I must say I too prefer fire, but thinking about it – give me both.
This dead tree always looks like a sentinel standing at the entrance of the barley fields. Whenever I pass it on my way to the woods on the right of this image, the old soldier in me wants to salute it. I love these fields which have produced crops and harvests year after year. They together with the skies of Kent give me a wonderful sense of spaciousness and freedom.
The Boabab tree dots the African landscape. To the local peoples, these magnificent trees are seen to be retainers of the memories of the ancestors. There is a sanctity about them. Their branches always remind me of hundreds of fingers reaching out and trying to clutch the sky. I love sketching and drawing them.
The world between close friends takes on a life of its own. It’s a world where speech is often not needed and where nothing really has to be proved. Assumption and intuition flourish without sanction, and trust is never mentioned. A “knowing” permeates this special world.
The cycle of life goes on.

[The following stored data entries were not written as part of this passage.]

//! Serial link to the modem
//!
//! A pump task owns the serial port. It is the only producer into the
//! receive ring, standing in for the UART receive interrupt, and it executes
//! write requests queued through a [`LinkHandle`]. The session keeps the
//! ring's consumer half and reads responses and status lines from it.

use crate::config::{LinkConfig, OverflowPolicy};
use crate::error::ModemError;
use ring_buffer::{ByteRing, Consumer, Producer};
use std::collections::VecDeque;
use std::sync::atomic::{AtomicU64, Ordering};
use std::sync::Arc;
use std::time::Duration;
use tokio::io::{AsyncRead, AsyncReadExt, AsyncWrite, AsyncWriteExt};
use tokio::sync::{mpsc, oneshot, watch};
use tokio::task::JoinHandle;
use tokio_serial::{FlowControl, SerialPort, SerialPortBuilderExt, SerialStream};
use tracing::{debug, error, info, warn};

/// Receive ring size in bytes
pub const RX_BUFFER_SIZE: usize = 512;

pub type RxRing = ByteRing<RX_BUFFER_SIZE>;
pub type RxProducer = Producer<u8, RX_BUFFER_SIZE>;
pub type RxConsumer = Consumer<u8, RX_BUFFER_SIZE>;

/// Outbound half of a serial link
#[allow(async_fn_in_trait)]
pub trait SerialLink {
    /// Write raw bytes to the modem
    async fn write_all(&mut self, bytes: &[u8]) -> Result<(), ModemError>;

    /// Switch the transport to RTS/CTS handshaking
    async fn enable_hardware_flow_control(&mut self) -> Result<(), ModemError>;

    /// Error the receive side has stopped with, if any
    fn health(&self) -> Result<(), ModemError>;
}

/// Opens a serial link and hands back its outbound half and receive ring
#[allow(async_fn_in_trait)]
pub trait Connector {
    type Link: SerialLink;

    async fn connect(&mut self, baud_rate: u32) -> Result<(Self::Link, RxConsumer), ModemError>;
}

/// Ports whose flow control mode can be changed after opening
pub trait FlowControlled {
    fn enable_hardware_flow_control(&mut self) -> Result<(), ModemError>;
}

impl FlowControlled for SerialStream {
    fn enable_hardware_flow_control(&mut self) -> Result<(), ModemError> {
        self.set_flow_control(FlowControl::Hardware)?;
        Ok(())
    }
}

/// Requests executed by the pump on behalf of a [`LinkHandle`]
#[derive(Debug)]
pub enum LinkRequest {
    Write {
        bytes: Vec<u8>,
        reply: oneshot::Sender<Result<(), ModemError>>,
    },
    EnableFlowControl {
        reply: oneshot::Sender<Result<(), ModemError>>,
    },
}

/// Cloneable outbound handle to a running pump
#[derive(Debug, Clone)]
pub struct LinkHandle {
    requests: mpsc::Sender<LinkRequest>,
    exit: watch::Receiver<Option<Result<(), ModemError>>>,
    dropped: Arc<AtomicU64>,
}

impl LinkHandle {
    async fn request(
        &self,
        make: impl FnOnce(oneshot::Sender<Result<(), ModemError>>) -> LinkRequest,
    ) -> Result<(), ModemError> {
        let (reply, response) = oneshot::channel();
        self.requests
            .send(make(reply))
            .await
            .map_err(|_| ModemError::LinkClosed)?;
        response.await.map_err(|_| ModemError::LinkClosed)?
    }

    /// Whether the pump has stopped
    pub fn is_closed(&self) -> bool {
        self.requests.is_closed()
    }

    /// Result the pump stopped with, `None` while it runs
    pub fn exit_status(&self) -> Option<Result<(), ModemError>> {
        self.exit.borrow().clone()
    }

    /// Bytes discarded under the drop-newest policy
    pub fn dropped(&self) -> u64 {
        self.dropped.load(Ordering::Relaxed)
    }
}

impl SerialLink for LinkHandle {
    async fn write_all(&mut self, bytes: &[u8]) -> Result<(), ModemError> {
        let bytes = bytes.to_vec();
        self.request(|reply| LinkRequest::Write { bytes, reply }).await
    }

    async fn enable_hardware_flow_control(&mut self) -> Result<(), ModemError> {
        self.request(|reply| LinkRequest::EnableFlowControl { reply }).await
    }

    fn health(&self) -> Result<(), ModemError> {
        if let Some(status) = self.exit_status() {
            return status.and(Err(ModemError::LinkClosed));
        }
        if !self.is_closed() {
            return Ok(());
        }
        // The pump publishes its exit before dropping the request queue
        match self.exit_status() {
            Some(Err(e)) => Err(e),
            _ => Err(ModemError::LinkClosed),
        }
    }
}

/// Task body moving bytes between the port and the receive ring
pub struct SerialPump<P> {
    port: P,
    producer: RxProducer,
    requests: mpsc::Receiver<LinkRequest>,
    policy: OverflowPolicy,
    /// Bytes read from the port that did not fit yet (wait policy)
    pending: VecDeque<u8>,
    retry_interval: Duration,
    dropped: Arc<AtomicU64>,
    exit: watch::Sender<Option<Result<(), ModemError>>>,
}

impl<P> SerialPump<P>
where
    P: AsyncRead + AsyncWrite + FlowControlled + Unpin,
{
    pub fn new(port: P, producer: RxProducer, requests: mpsc::Receiver<LinkRequest>, config: &LinkConfig) -> Self {
        Self {
            port,
            producer,
            requests,
            policy: config.overflow,
            pending: VecDeque::new(),
            retry_interval: config.rx_poll_interval(),
            dropped: Arc::new(AtomicU64::new(0)),
            exit: watch::channel(None).0,
        }
    }

    /// Handle sending requests to this pump through `requests`
    pub fn link_handle(&self, requests: mpsc::Sender<LinkRequest>) -> LinkHandle {
        LinkHandle {
            requests,
            exit: self.exit.subscribe(),
            dropped: Arc::clone(&self.dropped),
        }
    }

    /// Run until every handle is dropped, the consumer goes away, or the
    /// port fails. The outcome is published to every [`LinkHandle`].
    pub async fn run(mut self) -> Result<(), ModemError> {
        let result = self.pump().await;
        let dropped = self.dropped();
        if dropped > 0 {
            warn!("Receive overflow discarded {} byte(s) in total", dropped);
        }
        self.exit.send_replace(Some(result.clone()));
        result
    }

    async fn pump(&mut self) -> Result<(), ModemError> {
        let mut chunk = [0u8; 64];

        loop {
            if self.producer.is_abandoned() {
                debug!("Receive consumer dropped, stopping pump");
                return Ok(());
            }

            self.flush_pending();
            let can_read = self.pending.is_empty();

            tokio::select! {
                request = self.requests.recv() => match request {
                    Some(request) => self.execute(request).await,
                    None => {
                        debug!("All link handles dropped, stopping pump");
                        return Ok(());
                    }
                },
                read = self.port.read(&mut chunk), if can_read => {
                    let n = read?;
                    if n == 0 {
                        warn!("Serial port reached end of stream");
                        return Err(ModemError::LinkClosed);
                    }
                    self.ingest(&chunk[..n])?;
                }
                _ = tokio::time::sleep(self.retry_interval), if !can_read => {}
            }
        }
    }

    /// Bytes discarded under the drop-newest policy
    pub fn dropped(&self) -> u64 {
        self.dropped.load(Ordering::Relaxed)
    }

    fn ingest(&mut self, bytes: &[u8]) -> Result<(), ModemError> {
        for (i, &byte) in bytes.iter().enumerate() {
            if self.producer.push(byte).is_ok() {
                continue;
            }
            match self.policy {
                OverflowPolicy::Wait => {
                    debug!("Receive ring full, holding {} bytes", bytes.len() - i);
                    self.pending.extend(&bytes[i..]);
                    return Ok(());
                }
                OverflowPolicy::DropNewest => {
                    if self.dropped.fetch_add(1, Ordering::Relaxed) == 0 {
                        warn!("Receive ring full, dropping incoming bytes");
                    }
                }
                OverflowPolicy::Fail => {
                    error!("Receive ring overflow");
                    return Err(ModemError::RxOverflow {
                        capacity: self.producer.capacity(),
                    });
                }
            }
        }
        Ok(())
    }

    fn flush_pending(&mut self) {
        while let Some(&byte) = self.pending.front() {
            if self.producer.push(byte).is_err() {
                break;
            }
            self.pending.pop_front();
        }
    }

    async fn execute(&mut self, request: LinkRequest) {
        match request {
            LinkRequest::Write { bytes, reply } => {
                let result = async {
                    self.port.write_all(&bytes).await?;
                    self.port.flush().await?;
                    Ok::<(), ModemError>(())
                }
                .await;
                let _ = reply.send(result);
            }
            LinkRequest::EnableFlowControl { reply } => {
                let _ = reply.send(self.port.enable_hardware_flow_control());
            }
        }
    }
}

/// Spawn a pump over `port` and return a handle to it
pub fn spawn_pump<P>(
    port: P,
    producer: RxProducer,
    config: &LinkConfig,
) -> (LinkHandle, JoinHandle<Result<(), ModemError>>)
where
    P: AsyncRead + AsyncWrite + FlowControlled + Unpin + Send + 'static,
{
    let (requests, inbox) = mpsc::channel(config.request_queue.max(1));
    let pump = SerialPump::new(port, producer, inbox, config);
    let handle = pump.link_handle(requests);
    let task = tokio::spawn(async move {
        let result = pump.run().await;
        if let Err(e) = &result {
            error!("Serial pump stopped: {}", e);
        }
        result
    });
    (handle, task)
}

/// Opens the modem's data port through `tokio-serial`
pub struct SerialConnector {
    device: String,
    config: LinkConfig,
    pump: Option<JoinHandle<Result<(), ModemError>>>,
    current: watch::Sender<Option<LinkHandle>>,
}

impl SerialConnector {
    pub fn new(device: &str, config: LinkConfig) -> Self {
        let (current, _) = watch::channel(None);
        Self {
            device: device.to_string(),
            config,
            pump: None,
            current,
        }
    }

    /// Follow the handle of the most recently opened link
    pub fn subscribe(&self) -> watch::Receiver<Option<LinkHandle>> {
        self.current.subscribe()
    }
}

impl Connector for SerialConnector {
    type Link = LinkHandle;

    async fn connect(&mut self, baud_rate: u32) -> Result<(LinkHandle, RxConsumer), ModemError> {
        if let Some(old) = self.pump.take() {
            old.abort();
        }

        info!("Opening serial port {} at {} baud", self.device, baud_rate);
        let port = tokio_serial::new(&self.device, baud_rate)
            .flow_control(FlowControl::None)
            .open_native_async()?;

        let (producer, consumer) = RxRing::new().split();
        let (link, task) = spawn_pump(port, producer, &self.config);
        self.pump = Some(task);
        self.current.send_replace(Some(link.clone()));

        Ok((link, consumer))
    }
}

impl Drop for SerialConnector {
    fn drop(&mut self) {
        if let Some(task) = self.pump.take() {
            task.abort();
        }
    }
}

#[cfg(test)]
mod tests {
    use super::*;
    use crate::sim::LoopbackPort;
    use tokio::io::duplex;

    fn config(overflow: OverflowPolicy) -> LinkConfig {
        LinkConfig {
            overflow,
            ..Default::default()
        }
    }

    #[tokio::test]
    async fn test_pump_moves_bytes_both_ways() {
        let (port, mut modem) = duplex(256);
        let (producer, mut consumer) = RxRing::new().split();
        let (mut link, _task) = spawn_pump(LoopbackPort::new(port), producer, &LinkConfig::default());

        link.write_all(b"AT\r\n").await.unwrap();
        let mut sent = [0u8; 4];
        modem.read_exact(&mut sent).await.unwrap();
        assert_eq!(&sent, b"AT\r\n");

        modem.write_all(b"\r\nOK\r\n").await.unwrap();
        while !consumer.has_string() {
            tokio::task::yield_now().await;
        }
        assert_eq!(consumer.pop_string(), "OK");
    }

    #[tokio::test]
    async fn test_pump_enables_flow_control() {
        let (port, _modem) = duplex(64);
        let port = LoopbackPort::new(port);
        let flow = port.flow_control_flag();
        let (producer, _consumer) = RxRing::new().split();
        let (mut link, _task) = spawn_pump(port, producer, &LinkConfig::default());

        link.enable_hardware_flow_control().await.unwrap();
        assert!(flow.load(std::sync::atomic::Ordering::SeqCst));
    }

    #[tokio::test]
    async fn test_pump_stops_when_handles_dropped() {
        let (port, _modem) = duplex(64);
        let (producer, _consumer) = RxRing::new().split();
        let (link, task) = spawn_pump(LoopbackPort::new(port), producer, &LinkConfig::default());

        drop(link);
        assert!(task.await.unwrap().is_ok());
    }

    #[tokio::test]
    async fn test_pump_end_of_stream_closes_link() {
        let (port, modem) = duplex(64);
        let (producer, _consumer) = RxRing::new().split();
        let (link, task) = spawn_pump(LoopbackPort::new(port), producer, &LinkConfig::default());

        assert!(link.health().is_ok());
        drop(modem);
        assert!(matches!(task.await.unwrap(), Err(ModemError::LinkClosed)));
        assert!(link.is_closed());
        assert!(matches!(link.health(), Err(ModemError::LinkClosed)));
    }

    #[tokio::test]
    async fn test_wait_policy_holds_bytes_until_space() {
        let (port, mut modem) = duplex(2048);
        let (producer, mut consumer) = RxRing::new().split();
        let (_link, _task) = spawn_pump(LoopbackPort::new(port), producer, &config(OverflowPolicy::Wait));

        let payload: Vec<u8> = (0..RX_BUFFER_SIZE + 100).map(|i| b'a' + (i % 26) as u8).collect();
        modem.write_all(&payload).await.unwrap();

        let mut received = Vec::new();
        while received.len() < payload.len() {
            match consumer.pop() {
                Some(byte) => received.push(byte),
                None => tokio::time::sleep(Duration::from_millis(1)).await,
            }
        }
        assert_eq!(received, payload);
    }

    #[tokio::test]
    async fn test_fail_policy_reports_overflow() {
        let (port, mut modem) = duplex(2048);
        let (producer, _consumer) = RxRing::new().split();
        let (link, task) = spawn_pump(LoopbackPort::new(port), producer, &config(OverflowPolicy::Fail));

        modem.write_all(&[b'x'; RX_BUFFER_SIZE + 10]).await.unwrap();
        assert!(matches!(
            task.await.unwrap(),
            Err(ModemError::RxOverflow { capacity }) if capacity == RX_BUFFER_SIZE - 1
        ));
        assert!(matches!(link.health(), Err(ModemError::RxOverflow { .. })));
    }

    #[tokio::test]
    async fn test_drop_newest_policy_keeps_oldest() {
        let (port, mut modem) = duplex(2048);
        let (producer, mut consumer) = RxRing::new().split();
        let (link, _task) = spawn_pump(LoopbackPort::new(port), producer, &config(OverflowPolicy::DropNewest));

        let mut payload = vec![b'a'; RX_BUFFER_SIZE - 1];
        payload.extend_from_slice(b"zzzz");
        modem.write_all(&payload).await.unwrap();

        while consumer.available() < RX_BUFFER_SIZE - 1 {
            tokio::task::yield_now().await;
        }
        // Let the pump see the overflow bytes before draining
        tokio::time::sleep(Duration::from_millis(20)).await;
        assert_eq!(link.dropped(), 4);
        assert!(link.health().is_ok());

        let received: Vec<u8> = std::iter::from_fn(|| consumer.pop()).collect();
        assert_eq!(received.len(), RX_BUFFER_SIZE - 1);
        assert!(received.iter().all(|&b| b == b'a'));
    }
}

They’ve just ploughed the fields and planted the seed behind our backgarden, and now await this year’s growth and coming harvest. I can’t help but wonder what the harvest will look like that comes out of the seed planting during these dark and confining times. Will Nature’s voice be heard? Will lessons be learnt and be built into a future beyond this frightening and challenging time? I sincerely hope so.
Another shot of our visit to Scotney Castle. Loved this scene of the old castle.

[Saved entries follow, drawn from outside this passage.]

//! Modem Error Types

use crate::handshake::HandshakeStep;
use crate::power::PowerState;
use crate::session::SessionState;
use thiserror::Error;

/// Errors that can occur while driving the modem
#[derive(Debug, Clone, Error)]
pub enum ModemError {
    /// Serial port connection or I/O error
    #[error("Serial port error: {0}")]
    Serial(String),

    /// Power key or status line could not be driven or read
    #[error("GPIO error: {0}")]
    Gpio(String),

    /// Status line never changed after a power key pulse
    #[error("Modem stayed {from} after power key pulse ({attempts} polls)")]
    PowerToggleTimeout { from: PowerState, attempts: u32 },

    /// Status line reports the wrong state after a power sequence
    #[error("Modem power state is {actual}, expected {expected}")]
    PowerStateMismatch {
        expected: PowerState,
        actual: PowerState,
    },

    /// A handshake step exhausted its attempts
    #[error("Handshake step '{step}' failed after {attempts} attempt(s)")]
    Handshake { step: HandshakeStep, attempts: u32 },

    /// Expected response never arrived
    #[error("Timeout waiting for {expected:?} after {command:?} ({attempts} x {timeout_ms}ms)")]
    CommandTimeout {
        command: String,
        expected: String,
        timeout_ms: u64,
        attempts: u32,
    },

    /// Serial pump stopped or the port reached end of stream
    #[error("Serial link closed")]
    LinkClosed,

    /// Receive ring filled up under the fail-loudly overflow policy
    #[error("Receive buffer overflow ({capacity} bytes)")]
    RxOverflow { capacity: usize },

    /// Operation called in the wrong session state
    #[error("Invalid session state: expected {expected}, found {actual}")]
    InvalidState {
        expected: SessionState,
        actual: SessionState,
    },

    /// Modem announced it is switching itself off
    #[error("Modem powered down unexpectedly: {0}")]
    UnexpectedPowerDown(String),

    /// Feature present only as a disabled extension point
    #[error("Not supported: {0}")]
    Unsupported(&'static str),
}

impl ModemError {
    /// Errors a supervisor can reasonably retry by restarting the session
    pub fn is_recoverable(&self) -> bool {
        !matches!(self, ModemError::Unsupported(_) | ModemError::InvalidState { .. })
    }
}

impl From<std::io::Error> for ModemError {
    fn from(err: std::io::Error) -> Self {
        ModemError::Serial(err.to_string())
    }
}

impl From<tokio_serial::Error> for ModemError {
    fn from(err: tokio_serial::Error) -> Self {
        ModemError::Serial(err.to_string())
    }
}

This morning I was in the presence of what I can only describe as an overly exuberant person. Being more on the introverted side of things, encounters like these test my patience. I can’t join in because of my sense of incongruence, and a deadened response to it is just plain bad manners. So I find myself, at times, in these rather uncomfortable and in-between places. Fortunately, over the years, I’ve mastered a subtle and measured form of enthusiasm, which I reserve specifically for these encounters. I applied it in this case and it served me well.
In the English landscape, you often see a single, sizable and old tree standing in a flat and expansive landscape. Although it has the look of loneliness about it, it’s locational rootedness is a positive affirmation of its presence and its right to be there. It makes no apologies for its presence.
Whenever I see such a tree, it affirms in me “my right to be here” and I live and move through this beautiful world without any apology for my presence.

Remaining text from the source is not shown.